Getting personal, are we?

Well, the year was 2006 and I had a tank of a Dell D610. Never failed me


until it did.

One day it did the BSOD thing. I thought it was neat. After having used computers for more than a decade I finally saw the infamous BSOD. So, reinstalled Windows and got everything set up jus... BSOD.

Curious.

Another BSOD.

So, I reinstalled (for the second time) and very cautiously rebooted...BSOD.

Well, fuck.

I happened to have a Knoppix LiveCD laying around. I got that up and running and managed to download Ubuntu and burn that and installed Ubuntu and never looked back.

I didn't stay with Ubuntu for long, though.

I don't have a technical job either. I am just a teacher. Linux serves me well.

[–] WarlordTeias@lemmy.world 3 points 1 year ago

I've been growing increasingly frustrated with how much my computer felt less and less like my own with every Windows update. They have been steadily removing control away from the user and putting me in frustrating positions. I've used Linux for a week here and a week there over the last few years so I thought, screw it!, and made the switch about 3 months ago.

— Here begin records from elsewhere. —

pub mod domain;
pub mod error;
pub mod ordered_map;
pub mod protocol;

#[cfg(test)]
#[path = "tests/lib_tests.rs"]
mod tests;
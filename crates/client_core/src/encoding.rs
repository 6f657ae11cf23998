//! Pure geometry for fuzzy-range visuals: bell curves, arc gauges and range bars.
//!
//! Every function here is deterministic and allocation is the only side effect, so the
//! same input always renders the same picture.

use std::f64::consts::PI;

use shared::domain::FuzzyRange;

pub const DEFAULT_SAMPLE_COUNT: usize = 51;
/// Share of the span added on both sides of the curve domain.
const CURVE_PADDING: f64 = 0.2;
/// The span is treated as four standard deviations.
const SIGMA_DIVISOR: f64 = 4.0;
/// Default bar maximum relative to the range high.
const BAR_HEADROOM: f64 = 1.2;

#[derive(Debug, Clone, Copy, PartialEq)]
pub struct CurveSample {
    pub x: f64,
    pub y: f64,
}

/// Samples an unnormalized Gaussian peaking at `range.mid()`.
///
/// The domain is `[low - 0.2 * span, high + 0.2 * span]` split into `sample_count` evenly
/// spaced points, both ends included. A point range has no width to spread over, so it
/// renders as a spike: `y = 1` at `mid` flanked by two zero samples.
///
/// `sample_count` does not apply to a point range: the spike is always exactly 3 samples,
/// `max(|mid| * 0.2, 1)` apart.
pub fn bell_curve_samples(range: &FuzzyRange, sample_count: usize) -> Vec<CurveSample> {
    if range.is_degenerate() {
        return degenerate_spike(range.mid());
    }
    if sample_count == 0 {
        return Vec::new();
    }
    if sample_count == 1 {
        return vec![CurveSample {
            x: range.mid(),
            y: 1.0,
        }];
    }

    let span = range.span();
    let sigma = span / SIGMA_DIVISOR;
    let start = range.low() - CURVE_PADDING * span;
    let end = range.high() + CURVE_PADDING * span;
    let step = (end - start) / (sample_count - 1) as f64;
    let last = sample_count - 1;

    (0..sample_count)
        .map(|i| {
            let x = if i == last {
                end
            } else {
                start + step * i as f64
            };
            let y = (-(x - range.mid()).powi(2) / (2.0 * sigma * sigma)).exp();
            CurveSample { x, y }
        })
        .collect()
}

fn degenerate_spike(mid: f64) -> Vec<CurveSample> {
    let half_width = (mid.abs() * CURVE_PADDING).max(1.0);
    vec![
        CurveSample {
            x: mid - half_width,
            y: 0.0,
        },
        CurveSample { x: mid, y: 1.0 },
        CurveSample {
            x: mid + half_width,
            y: 0.0,
        },
    ]
}

#[derive(Debug, Clone, Copy, PartialEq)]
pub struct Point {
    pub x: f64,
    pub y: f64,
}

#[derive(Debug, Clone, PartialEq)]
pub struct ColorStop {
    pub threshold: f64,
    pub color: String,
}

impl ColorStop {
    pub fn new(threshold: f64, color: impl Into<String>) -> Self {
        Self {
            threshold,
            color: color.into(),
        }
    }
}

/// Red through purple, matching the readiness intensity buckets.
pub fn default_intensity_stops() -> Vec<ColorStop> {
    vec![
        ColorStop::new(0.0, "#ef4444"),
        ColorStop::new(0.25, "#f97316"),
        ColorStop::new(0.5, "#eab308"),
        ColorStop::new(0.75, "#22c55e"),
        ColorStop::new(1.0, "#8b5cf6"),
    ]
}

/// Picks the highest stop whose threshold is at or below `fraction`.
///
/// `stops` must be sorted ascending by threshold. Falls back to the lowest stop when
/// `fraction` is below all of them, and returns `None` only for an empty slice.
pub fn select_color(fraction: f64, stops: &[ColorStop]) -> Option<&ColorStop> {
    stops
        .iter()
        .rev()
        .find(|stop| fraction >= stop.threshold)
        .or_else(|| stops.first())
}

/// Placement of the half-circle gauge inside its view box.
#[derive(Debug, Clone, Copy, PartialEq)]
pub struct GaugeFrame {
    pub center: Point,
    pub radius: f64,
}

impl Default for GaugeFrame {
    fn default() -> Self {
        Self {
            center: Point { x: 100.0, y: 90.0 },
            radius: 80.0,
        }
    }
}

impl GaugeFrame {
    fn point_at(&self, angle: f64) -> Point {
        Point {
            x: self.center.x + self.radius * angle.cos(),
            y: self.center.y + self.radius * angle.sin(),
        }
    }

    pub fn arc(&self, value: f64, max: f64, stops: &[ColorStop]) -> ArcGauge {
        let fraction = gauge_fraction(value, max);
        let start_angle = PI;
        let end_angle = PI + fraction * PI;

        ArcGauge {
            start: self.point_at(start_angle),
            end: self.point_at(end_angle),
            large_arc: fraction > 0.5,
            sweep_fraction: fraction,
            radius: self.radius,
            color: select_color(fraction, stops).map(|stop| stop.color.clone()),
        }
    }

    /// Full half-circle track drawn behind the value arc.
    pub fn background_path(&self) -> String {
        let start = self.point_at(PI);
        let end = self.point_at(2.0 * PI);
        format!(
            "M {} {} A {r} {r} 0 1 1 {} {}",
            fmt_coord(start.x),
            fmt_coord(start.y),
            fmt_coord(end.x),
            fmt_coord(end.y),
            r = fmt_coord(self.radius),
        )
    }
}

fn gauge_fraction(value: f64, max: f64) -> f64 {
    if !(max.is_finite() && max > 0.0) || value.is_nan() {
        return 0.0;
    }
    (value / max).clamp(0.0, 1.0)
}

#[derive(Debug, Clone, PartialEq)]
pub struct ArcGauge {
    pub start: Point,
    pub end: Point,
    /// SVG large-arc flag: required once the arc covers more than half of the track.
    pub large_arc: bool,
    pub sweep_fraction: f64,
    pub radius: f64,
    pub color: Option<String>,
}

impl ArcGauge {
    pub fn svg_path(&self) -> String {
        format!(
            "M {} {} A {r} {r} 0 {} 1 {} {}",
            fmt_coord(self.start.x),
            fmt_coord(self.start.y),
            u8::from(self.large_arc),
            fmt_coord(self.end.x),
            fmt_coord(self.end.y),
            r = fmt_coord(self.radius),
        )
    }

    pub fn is_empty(&self) -> bool {
        self.sweep_fraction <= 0.0
    }
}

/// Arc gauge in the default 200x120 frame.
pub fn arc_gauge_geometry(value: f64, max: f64, stops: &[ColorStop]) -> ArcGauge {
    GaugeFrame::default().arc(value, max, stops)
}

fn fmt_coord(value: f64) -> String {
    let rounded = (value * 1000.0).round() / 1000.0;
    // Avoid "-0" from cos/sin noise around the axes.
    if rounded == 0.0 {
        "0".to_string()
    } else {
        rounded.to_string()
    }
}

/// Marker positions of a range bar, as percentages of the bar width.
#[derive(Debug, Clone, Copy, PartialEq)]
pub struct RangeBarFill {
    pub low_pct: f64,
    pub mid_pct: f64,
    pub high_pct: f64,
}

impl RangeBarFill {
    pub fn width_pct(&self) -> f64 {
        self.high_pct - self.low_pct
    }

    /// The high marker lies beyond the end of the bar.
    pub fn overflows(&self) -> bool {
        self.high_pct > 100.0
    }
}

/// Positions `range` on a bar ending at `effective_max`.
///
/// A missing or zero maximum falls back to `high * 1.2`. Percentages are not clamped;
/// callers passing a maximum below `high` get markers past 100%.
pub fn range_bar_fill(range: &FuzzyRange, effective_max: Option<f64>) -> RangeBarFill {
    let max = effective_max
        .filter(|max| *max != 0.0)
        .unwrap_or(range.high() * BAR_HEADROOM);
    let pct = |value: f64| {
        if max == 0.0 {
            0.0
        } else {
            value / max * 100.0
        }
    };

    RangeBarFill {
        low_pct: pct(range.low()),
        mid_pct: pct(range.mid()),
        high_pct: pct(range.high()),
    }
}

#[cfg(test)]
#[path = "tests/encoding_tests.rs"]
mod tests;
//! Scripted collaborators shared by the orchestration and session tests.

use std::sync::Mutex as StdMutex;

use async_trait::async_trait;
use shared::{
    domain::{
        BodyCompositionInput, ConfidenceScore, Domain, FuzzyRange, MuscleMassCategory,
        NutritionInput, ReadinessInput, ReadinessLabel, StrengthInput,
    },
    ordered_map::{InputMemberships, MembershipMap},
};
use tokio::sync::{oneshot, Mutex};

use crate::{
    error::InferenceError,
    inference::InferenceClient,
    results::{
        BodyCompositionResult, DomainResults, NutritionResult, ReadinessResult, StrengthResult,
    },
};

pub(crate) fn fuzzy(low: f64, mid: f64, high: f64) -> FuzzyRange {
    FuzzyRange::new(low, mid, high).expect("valid range")
}

pub(crate) fn confidence(value: f64) -> ConfidenceScore {
    ConfidenceScore::new(value).expect("valid confidence")
}

/// Intensity is `sleep * 10` so tests can tell which inputs produced a result.
pub(crate) fn readiness_result(input: &ReadinessInput) -> ReadinessResult {
    let sleep: MembershipMap = [("poor", 0.1), ("okay", 0.6), ("good", 0.3)]
        .into_iter()
        .collect();
    let stress: MembershipMap = [("low", 0.7), ("medium", 0.7), ("high", 0.0)]
        .into_iter()
        .collect();
    let memberships: InputMemberships = [("sleep", sleep), ("stress", stress)]
        .into_iter()
        .collect();
    ReadinessResult {
        intensity: input.sleep * 10.0,
        label: ReadinessLabel::Hard,
        confidence: confidence(0.82),
        input_memberships: memberships,
        recommendation: "Go for a heavy session.".to_string(),
    }
}

pub(crate) fn body_composition_result() -> BodyCompositionResult {
    BodyCompositionResult {
        body_fat: fuzzy(14.0, 17.5, 21.0),
        muscle_mass_category: MuscleMassCategory::Average,
        bmi: 24.5,
        bmi_interpretation: "Healthy weight".to_string(),
        recommendation: "Maintain current training.".to_string(),
    }
}

pub(crate) fn strength_result() -> StrengthResult {
    StrengthResult {
        one_rm: fuzzy(110.0, 120.0, 130.0),
        confidence: confidence(0.7),
        recommendation: "Work up to a heavy triple.".to_string(),
    }
}

pub(crate) fn nutrition_result() -> NutritionResult {
    NutritionResult {
        calories: fuzzy(2300.0, 2500.0, 2700.0),
        protein: fuzzy(140.0, 150.0, 165.0),
        carbs: fuzzy(250.0, 290.0, 330.0),
        fat: fuzzy(60.0, 70.0, 80.0),
        recommendation: "Hit protein first.".to_string(),
    }
}

pub(crate) fn domain_results() -> DomainResults {
    DomainResults {
        readiness: readiness_result(&ReadinessInput::default()),
        body_composition: body_composition_result(),
        strength: strength_result(),
        nutrition: nutrition_result(),
    }
}

struct Gate {
    entered: oneshot::Sender<()>,
    release: oneshot::Receiver<()>,
}

/// Test side of a gated readiness call.
pub(crate) struct GateHandle {
    pub entered: oneshot::Receiver<()>,
    pub release: oneshot::Sender<()>,
}

/// Fake inference service with canned results, scripted failures and call recording.
#[derive(Default)]
pub(crate) struct ScriptedClient {
    calls: StdMutex<Vec<Domain>>,
    failing: Vec<Domain>,
    readiness_gate: Mutex<Option<Gate>>,
}

impl ScriptedClient {
    pub(crate) fn healthy() -> Self {
        Self::default()
    }

    pub(crate) fn failing(domains: &[Domain]) -> Self {
        Self {
            failing: domains.to_vec(),
            ..Self::default()
        }
    }

    /// The first readiness call signals `entered` and then blocks until `release` fires.
    pub(crate) fn gated() -> (Self, GateHandle) {
        let (entered_tx, entered_rx) = oneshot::channel();
        let (release_tx, release_rx) = oneshot::channel();
        let client = Self {
            readiness_gate: Mutex::new(Some(Gate {
                entered: entered_tx,
                release: release_rx,
            })),
            ..Self::default()
        };
        (
            client,
            GateHandle {
                entered: entered_rx,
                release: release_tx,
            },
        )
    }

    pub(crate) fn calls(&self) -> Vec<Domain> {
        self.calls.lock().expect("calls lock").clone()
    }

    pub(crate) fn call_count(&self, domain: Domain) -> usize {
        self.calls().into_iter().filter(|call| *call == domain).count()
    }

    fn record(&self, domain: Domain) -> Result<(), InferenceError> {
        self.calls.lock().expect("calls lock").push(domain);
        if self.failing.contains(&domain) {
            return Err(InferenceError::Unreachable {
                domain,
                reason: "connection refused".to_string(),
            });
        }
        Ok(())
    }
}

#[async_trait]
impl InferenceClient for ScriptedClient {
    async fn readiness(&self, input: &ReadinessInput) -> Result<ReadinessResult, InferenceError> {
        let gate = self.readiness_gate.lock().await.take();
        if let Some(gate) = gate {
            let _ = gate.entered.send(());
            let _ = gate.release.await;
        }
        self.record(Domain::Readiness)?;
        Ok(readiness_result(input))
    }

    async fn body_composition(
        &self,
        _input: &BodyCompositionInput,
    ) -> Result<BodyCompositionResult, InferenceError> {
        self.record(Domain::BodyComposition)?;
        Ok(body_composition_result())
    }

    async fn one_rep_max(&self, _input: &StrengthInput) -> Result<StrengthResult, InferenceError> {
        self.record(Domain::Strength)?;
        Ok(strength_result())
    }

    async fn nutrition(&self, _input: &NutritionInput) -> Result<NutritionResult, InferenceError> {
        self.record(Domain::Nutrition)?;
        Ok(nutrition_result())
    }
}
//! String-keyed map that keeps the key order of the JSON object it was decoded from.
//!
//! Membership maps are displayed in the order the service sends them, and the dominant-set
//! tie-break depends on that order, so a hash or B-tree map cannot be used here.

use std::{fmt, marker::PhantomData};

use serde::{
    de::{self, MapAccess, Visitor},
    ser::SerializeMap,
    Deserialize, Deserializer, Serialize, Serializer,
};

#[derive(Debug, Clone, PartialEq)]
pub struct OrderedMap<V> {
    entries: Vec<(String, V)>,
}

/// Linguistic-set name to membership degree, e.g. `{"low": 0.2, "medium": 0.8}`.
pub type MembershipMap = OrderedMap<f64>;

/// Input name to the membership map computed for it by the readiness endpoint.
pub type InputMemberships = OrderedMap<MembershipMap>;

impl<V> OrderedMap<V> {
    pub fn new() -> Self {
        Self {
            entries: Vec::new(),
        }
    }

    /// Appends `key`, or replaces its value in place when the key is already present.
    pub fn insert(&mut self, key: impl Into<String>, value: V) {
        let key = key.into();
        match self.entries.iter_mut().find(|(existing, _)| *existing == key) {
            Some((_, slot)) => *slot = value,
            None => self.entries.push((key, value)),
        }
    }

    pub fn get(&self, key: &str) -> Option<&V> {
        self.entries
            .iter()
            .find(|(existing, _)| existing == key)
            .map(|(_, value)| value)
    }

    pub fn iter(&self) -> impl Iterator<Item = (&str, &V)> {
        self.entries.iter().map(|(key, value)| (key.as_str(), value))
    }

    pub fn keys(&self) -> impl Iterator<Item = &str> {
        self.entries.iter().map(|(key, _)| key.as_str())
    }

    pub fn len(&self) -> usize {
        self.entries.len()
    }

    pub fn is_empty(&self) -> bool {
        self.entries.is_empty()
    }
}

impl<V> Default for OrderedMap<V> {
    fn default() -> Self {
        Self::new()
    }
}

impl<K: Into<String>, V> FromIterator<(K, V)> for OrderedMap<V> {
    fn from_iter<I: IntoIterator<Item = (K, V)>>(iter: I) -> Self {
        let mut map = Self::new();
        for (key, value) in iter {
            map.insert(key, value);
        }
        map
    }
}

impl<V: Serialize> Serialize for OrderedMap<V> {
    fn serialize<S: Serializer>(&self, serializer: S) -> Result<S::Ok, S::Error> {
        let mut map = serializer.serialize_map(Some(self.entries.len()))?;
        for (key, value) in &self.entries {
            map.serialize_entry(key, value)?;
        }
        map.end()
    }
}

struct OrderedMapVisitor<V>(PhantomData<V>);

impl<'de, V: Deserialize<'de>> Visitor<'de> for OrderedMapVisitor<V> {
    type Value = OrderedMap<V>;

    fn expecting(&self, f: &mut fmt::Formatter<'_>) -> fmt::Result {
        f.write_str("a map with unique string keys")
    }

    fn visit_map<A: MapAccess<'de>>(self, mut access: A) -> Result<Self::Value, A::Error> {
        let mut entries: Vec<(String, V)> = Vec::with_capacity(access.size_hint().unwrap_or(0));
        while let Some((key, value)) = access.next_entry::<String, V>()? {
            if entries.iter().any(|(existing, _)| *existing == key) {
                return Err(de::Error::custom(format!("duplicate key '{key}'")));
            }
            entries.push((key, value));
        }
        Ok(OrderedMap { entries })
    }
}

impl<'de, V: Deserialize<'de>> Deserialize<'de> for OrderedMap<V> {
    fn deserialize<D: Deserializer<'de>>(deserializer: D) -> Result<Self, D::Error> {
        deserializer.deserialize_map(OrderedMapVisitor(PhantomData))
    }
}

I don't feel any need to go back.

The last straw was when using the Xbox app. For some reason I didn't have ownership of the folders where the games were installed. I couldn't see how much space they were using and I couldn't access them to troubleshoot an issue I had. Well I could, but I shouldn't have to manually give myself ownership of non-critical files on my machine while using an admin account. In addition, after uninstalling a 100GB+ game, it for some reason just left the files on my drive (That I also didn't have ownership of to delete.)

The Xbox app also one day decided that it couldn't update any games, the error codes are shit and don't lead to any usable information or the copy/paste responses from their troglodyte community helpers telling you to run sfc, chkdisk, Windows repair then they just tell you your RAM is bad. (This applies to most of Windows' generic ass error messages) To top it off, the Xbox app now launches THREE other launchers by itself... without asking (Ubisoft, EA, Riot). Whoever decided that needs to be fired, ideally into the sun.

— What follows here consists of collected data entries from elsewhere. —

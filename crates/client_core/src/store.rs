use std::collections::HashMap;

use anyhow::Result;
use async_trait::async_trait;
use storage::Storage;
use tokio::sync::Mutex;

/// Persistent key-value collaborator used for the last submitted inputs.
#[async_trait]
pub trait KeyValueStore: Send + Sync {
    async fn get(&self, key: &str) -> Result<Option<String>>;
    async fn set(&self, key: &str, value: &str) -> Result<()>;
}

#[async_trait]
impl KeyValueStore for Storage {
    async fn get(&self, key: &str) -> Result<Option<String>> {
        self.get_value(key).await
    }

    async fn set(&self, key: &str, value: &str) -> Result<()> {
        self.set_value(key, value).await
    }
}

/// Process-local store; contents are lost when it is dropped.
#[derive(Default)]
pub struct MemoryStore {
    entries: Mutex<HashMap<String, String>>,
}

impl MemoryStore {
    pub fn new() -> Self {
        Self::default()
    }

    pub fn with_entry(key: impl Into<String>, value: impl Into<String>) -> Self {
        let mut entries = HashMap::new();
        entries.insert(key.into(), value.into());
        Self {
            entries: Mutex::new(entries),
        }
    }
}

#[async_trait]
impl KeyValueStore for MemoryStore {
    async fn get(&self, key: &str) -> Result<Option<String>> {
        Ok(self.entries.lock().await.get(key).cloned())
    }

    async fn set(&self, key: &str, value: &str) -> Result<()> {
        self.entries
            .lock()
            .await
            .insert(key.to_string(), value.to_string());
        Ok(())
    }
}
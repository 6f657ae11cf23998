use std::fmt;

use shared::domain::Domain;
use thiserror::Error;

/// Failure of a single request to the inference service.
#[derive(Debug, Clone, PartialEq, Error)]
pub enum InferenceError {
    #[error("invalid inference service url: {0}")]
    InvalidUrl(String),
    #[error("inference service unreachable for {domain}: {reason}")]
    Unreachable { domain: Domain, reason: String },
    #[error("inference service rejected {domain} request with status {status}")]
    Status { domain: Domain, status: u16 },
    #[error("malformed {domain} response: {reason}")]
    Malformed { domain: Domain, reason: String },
}

impl InferenceError {
    pub fn domain(&self) -> Option<Domain> {
        match self {
            InferenceError::InvalidUrl(_) => None,
            InferenceError::Unreachable { domain, .. }
            | InferenceError::Status { domain, .. }
            | InferenceError::Malformed { domain, .. } => Some(*domain),
        }
    }
}

#[derive(Debug, Clone, PartialEq)]
pub struct DomainFailure {
    pub domain: Domain,
    pub error: InferenceError,
}

/// A dashboard batch in which at least one of the four requests failed.
///
/// Partial failures are reported the same way as a fully unreachable service.
#[derive(Debug, Clone, PartialEq, Error)]
pub struct BatchError {
    failures: Vec<DomainFailure>,
}

impl BatchError {
    pub fn new(failures: Vec<DomainFailure>) -> Self {
        Self { failures }
    }

    pub fn failures(&self) -> &[DomainFailure] {
        &self.failures
    }

    pub fn failed_domains(&self) -> Vec<Domain> {
        self.failures.iter().map(|failure| failure.domain).collect()
    }

    /// Some requests of the batch succeeded, but their results were not applied.
    pub fn is_partial(&self) -> bool {
        !self.failures.is_empty() && self.failures.len() < Domain::ALL.len()
    }

    pub fn user_message(&self) -> &'static str {
        "Failed to load data. Please make sure the inference service is running."
    }
}

impl fmt::Display for BatchError {
    fn fmt(&self, f: &mut fmt::Formatter<'_>) -> fmt::Result {
        write!(
            f,
            "{} of {} inference requests failed",
            self.failures.len(),
            Domain::ALL.len()
        )?;
        for failure in &self.failures {
            write!(f, "; {}", failure.error)?;
        }
        Ok(())
    }
}

#[derive(Debug, Error)]
pub enum SessionError {
    #[error("failed to connect to the inference service: {0}")]
    Probe(#[source] InferenceError),
    #[error("failed to encode inputs: {0}")]
    Encode(#[source] serde_json::Error),
    #[error("failed to persist inputs: {0:#}")]
    Persist(#[source] anyhow::Error),
}
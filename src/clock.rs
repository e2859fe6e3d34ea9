//! Time source abstraction.
//!
//! The store assigns timestamps at insertion time, so time is injected as a
//! trait object rather than read ambiently. Tests use [`MockClock`] to pin
//! the reporting window.

use std::ops::Add;
use std::sync::RwLock;
use std::time::{Duration, SystemTime, UNIX_EPOCH};

pub trait Clock: Send + Sync {
    fn now(&self) -> SystemTime;

    /// Current time as milliseconds since the Unix epoch (UTC).
    fn now_millis(&self) -> i64 {
        unix_millis(self.now())
    }
}

/// Converts a `SystemTime` to milliseconds since the Unix epoch.
///
/// Times before the epoch clamp to 0; stored timestamps are always
/// non-negative.
pub fn unix_millis(time: SystemTime) -> i64 {
    time.duration_since(UNIX_EPOCH)
        .map(|d| d.as_millis() as i64)
        .unwrap_or(0)
}

pub struct SystemClock;

impl Clock for SystemClock {
    fn now(&self) -> SystemTime {
        SystemTime::now()
    }
}

#[derive(Debug)]
pub struct MockClock {
    now: RwLock<SystemTime>,
}

impl Clock for MockClock {
    fn now(&self) -> SystemTime {
        *self.now.read().unwrap()
    }
}

impl MockClock {
    pub fn with_time(time: SystemTime) -> Self {
        Self {
            now: RwLock::new(time),
        }
    }

    pub fn new() -> Self {
        Self::with_time(SystemTime::now())
    }

    pub fn advance(&self, duration: Duration) {
        let mut now = self.now.write().unwrap();
        *now = now.add(duration);
    }

    pub fn set_time(&self, time: SystemTime) {
        *self.now.write().unwrap() = time;
    }
}

impl Default for MockClock {
    fn default() -> Self {
        Self::new()
    }
}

I don't want to use anything from a company that hires brain-dead morons that make and/or allow those kinds of design choices.

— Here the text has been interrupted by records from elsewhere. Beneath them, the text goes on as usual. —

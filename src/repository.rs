//! Domain-level repository over the time-series store.
//!
//! Translates [`UnitReport`]s to and from the store's tag/field shape and
//! implements the composite recent-history queries the HTTP API serves.
//!
//! # Ordering contract
//!
//! Every recent-history query returns reports **newest-first**. This is the
//! single canonical order for the whole service, matching how the dashboard
//! consumes the data.

use std::collections::{BTreeMap, HashMap};
use std::sync::Arc;

use crate::clock::Clock;
use crate::error::Result;
use crate::model::UnitReport;
use crate::store::{Point, Predicate, SeriesStore, Timestamp};

/// Tag key carrying the unit identity on every stored point.
const UNIT_TAG: &str = "id";

const MILLIS_PER_HOUR: i64 = 3_600_000;

pub struct UnitRepository {
    store: Arc<dyn SeriesStore>,
    clock: Arc<dyn Clock>,
}

impl UnitRepository {
    pub fn new(store: Arc<dyn SeriesStore>, clock: Arc<dyn Clock>) -> Self {
        Self { store, clock }
    }

    /// Stores one report for the given unit. The timestamp is assigned by
    /// the store.
    pub async fn insert(&self, unit_id: &str, report: &UnitReport) -> Result<()> {
        let tags = BTreeMap::from([(UNIT_TAG.to_string(), unit_id.to_string())]);
        self.store.insert(tags, report.to_fields()).await
    }

    /// Returns up to `count` most recent reports for one unit,
    /// newest-first. An unknown unit yields an empty vector.
    pub async fn get_recent(&self, unit_id: &str, count: usize) -> Result<Vec<UnitReport>> {
        let points = self
            .store
            .search(&Predicate::tag_equals(UNIT_TAG, unit_id), true, None)
            .await?;

        // Ascending result; the newest `count` live at the tail.
        let reports = points
            .iter()
            .rev()
            .take(count)
            .filter_map(decode_point)
            .collect();
        Ok(reports)
    }

    /// Returns up to `count_per_unit` most recent reports per unit, for
    /// reports strictly newer than `since`. Each unit's bucket is
    /// newest-first.
    pub async fn get_recent_all_units(
        &self,
        count_per_unit: usize,
        since: Timestamp,
    ) -> Result<HashMap<String, Vec<UnitReport>>> {
        let points = self
            .store
            .search(&Predicate::TimeAfter(since), true, None)
            .await?;

        // Walk the ascending result backwards so buckets fill newest-first
        // and can be capped as they fill.
        let mut grouped: HashMap<String, Vec<UnitReport>> = HashMap::new();
        for point in points.iter().rev() {
            let Some(unit_id) = point.tags.get(UNIT_TAG) else {
                tracing::warn!(time = point.time, "stored point without unit tag, skipping");
                continue;
            };
            let bucket = grouped.entry(unit_id.clone()).or_default();
            if bucket.len() >= count_per_unit {
                continue;
            }
            if let Some(report) = decode_point(point) {
                bucket.push(report);
            }
        }
        Ok(grouped)
    }

    /// Recent reports per unit since the start of the current hour (UTC).
    ///
    /// The window deliberately starts at the top of the hour, not midnight.
    pub async fn get_recent_today(
        &self,
        count_per_unit: usize,
    ) -> Result<HashMap<String, Vec<UnitReport>>> {
        let now = self.clock.now_millis();
        let hour_start = now - now % MILLIS_PER_HOUR;
        self.get_recent_all_units(count_per_unit, hour_start).await
    }

    /// Deletes every report for one unit, returning the number removed.
    pub async fn delete_unit(&self, unit_id: &str) -> Result<usize> {
        self.store
            .remove(&Predicate::tag_equals(UNIT_TAG, unit_id))
            .await
    }

    /// Deletes every report for every unit, returning the number removed.
    pub async fn delete_all(&self) -> Result<usize> {
        self.store.remove(&Predicate::All).await
    }
}

fn decode_point(point: &Point) -> Option<UnitReport> {
    let report = UnitReport::from_fields(&point.fields);
    if report.is_none() {
        tracing::warn!(
            time = point.time,
            tags = ?point.tags,
            "stored point with malformed fields, skipping"
        );
    }
    report
}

[–] drcobaltjedi@programming.dev 3 points 1 year ago* (last edited 1 year ago)

I haven't switched. Not fully. Gaming is still far better on Windows. Yeah I have a steam deck amd the games that are supported run amazingly.

Anyway, I switched because as a software dev, Linux is such a better development enviroment. Getting a working C/C++ compiler working on windows without using VS is a huge pain, but most linux distros come with GCC preinstalled. Need to do Java? Just a command away.Rust? Ruby? Python? Same deal.

[–] darcy@sh.itjust.works 3 points 1 year ago

sick of windows. spyware, forced updates, no customizability... ect

[–] MigratingtoLemmy@lemmy.world 3 points 1 year ago

Windows is cancer with the telemetry. Also the updates, which is the reason I hate Ubuntu

[–] jecxjo@midwest.social 3 points 1 year ago

So it was 1995, and a new version of Windows came out. Sadly it didnt run on our 486 so we upgraded to a new computer with a Pentium processor (a week before the Pentium Pro was released). My parents got their new machine and i was left with with Windows 3.11.

A friend of mine from school, a few years older, had just come back from a computer show down in Green Bay with a box fully of floppy disks (like 70). That weekend i brought my computer over to his house along with a few other friends and we all installed Slackware. At that point we were all using the Universe of Wisconsin's dialup service and were able to get online, do some Gopher, IRC and MUDing.

The only other time i ran a non *nix OS would be when work gave me a Windows machine or when I was gaming (Quake, Ultima Online). Otherwise it has been Linux and BSDs since 95

[–] Lmaydev@programming.dev 3 points 1 year ago

I really enjoy copying URLs / bash scripts off the internet instead of downloading a file and pressing enter on it.